Adventures in audiobooks

A mom discovers that audiobooks are as beneficial for her daughter as they are fun.


By Ann Sullivan-Cross

Web Editor at LeapFrog

Ann Sullivan-Cross is LeapFrog's Web Editor, and when she's not chasing after her three kids, she's out running in the woods.

A few evenings ago, I asked my second-grade daughter to spend some time in her room reading. It’s something I often have to ask her to do, not so much because she doesn’t enjoy reading, but more that she enjoys other things like playing in the backyard, listening to music and just being a kid, more. Her teacher asks each child to read 20 minutes a day so I was really asking her to do her homework.

After she was up in her room for about 20 minutes, I went up to peek in on her. I found her with her eyes closed, iPod buds in ears, but not sleeping. There was no book in sight.

“Um, where’s your book?” I asked. She replied, “it’s right here, in my iPod.”

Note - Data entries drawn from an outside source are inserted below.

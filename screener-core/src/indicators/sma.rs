//! Simple Moving Average (SMA).
//!
//! Rolling mean of close prices over a lookback window.
//! First valid value at index period-1.

use super::check_period;
use crate::domain::Bar;
use crate::error::ScreenError;

/// SMA of closes. Fails when `bars.len() < period`.
pub fn sma(bars: &[Bar], period: usize) -> Result<Vec<f64>, ScreenError> {
    check_period(period, period, bars.len())?;
    let closes: Vec<f64> = bars.iter().map(|b| b.close).collect();
    Ok(rolling_mean(&closes, period))
}

/// Rolling mean over an arbitrary series. Windows containing NaN yield NaN.
/// Returns all-NaN when the series is shorter than `period`.
pub fn rolling_mean(values: &[f64], period: usize) -> Vec<f64> {
    let n = values.len();
    let mut result = vec![f64::NAN; n];

    if period == 0 || n < period {
        return result;
    }

    let mut sum = 0.0;
    let mut nan_in_window = false;
    for &v in values.iter().take(period) {
        if v.is_nan() {
            nan_in_window = true;
        }
        sum += v;
    }

    if !nan_in_window {
        result[period - 1] = sum / period as f64;
    }

    for i in period..n {
        let leaving = values[i - period];
        let entering = values[i];
        sum = sum - leaving + entering;

        // NaN poisons the running sum, so rescan the window
        if entering.is_nan() || leaving.is_nan() || nan_in_window {
            nan_in_window = false;
            sum = 0.0;
            for &v in &values[(i + 1 - period)..=i] {
                if v.is_nan() {
                    nan_in_window = true;
                }
                sum += v;
            }
            if nan_in_window {
                continue;
            }
        }

        result[i] = sum / period as f64;
    }

    result
}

She was listening to Harry Potter and the Sorcerer's Stone, a book she’d decided she wanted to “read.” Unbeknownst to me she had bought the book digitally via iTunes with my wife’s blessing.

“Don’t you think she should read them?” I questioned my wife. The Harry Potter series, after all, holds a special place high atop our bookshelf. “Well, listening to a book is sort of reading,” she replied.

Sort of reading. I thought about that.

When my daughter was three, I enjoyed taking her to the local library and picking out new books with her. Oftentimes, she gravitated to books that came with CDs so she could listen along. She’d pop them in our ancient CD player and lay down listening to her favorites: Skippy John Jones, Fancy Nancy, Clifford… Now I wondered if I had done her a disservice, letting her indulge in the siren sound of audio narration. I wondered if the whole idea of audiobooks wasn’t some lazy way for people to enjoy a book without the mental work of actual reading. Of course, we’d read to her nightly (and still do) but this was her thing, and it was lovely to see her enjoying something independently at such a young age. But now I wondered, was there any benefit to her listening to, rather than reading, Harry Potter? I knew she still had to get her actual reading time in and this is not what her teacher meant by 20 minutes of reading, but did I have a right to say what she was doing wasn’t reading?

Benefits of audiobooks

According to LeapFrog literacy expert, Dr. Carolyn James, “Just as listening to parents and caregivers speak supports oral language development, listening to models of fluent reading, whether that's a parent or the narrator of an audiobook, supports reading fluency.”

Audiobooks, she explained, can provide young readers with access to more challenging texts, which exposes them to advanced vocabulary and more complex text structures.

There are also benefits in terms of reading comprehension: “The simple act of using the imagination, of seeing a story with the mind’s eye—whether listening or reading—helps children build their visualization skills. This, in turn, helps foster children’s creativity and is linked to improved reading comprehension.”

Obviously, my daughter made the effort to seek out a story she was curious about, a story loved the world over. Who was I to say how she should read it? Even if it is purely entertainment to her, I know better.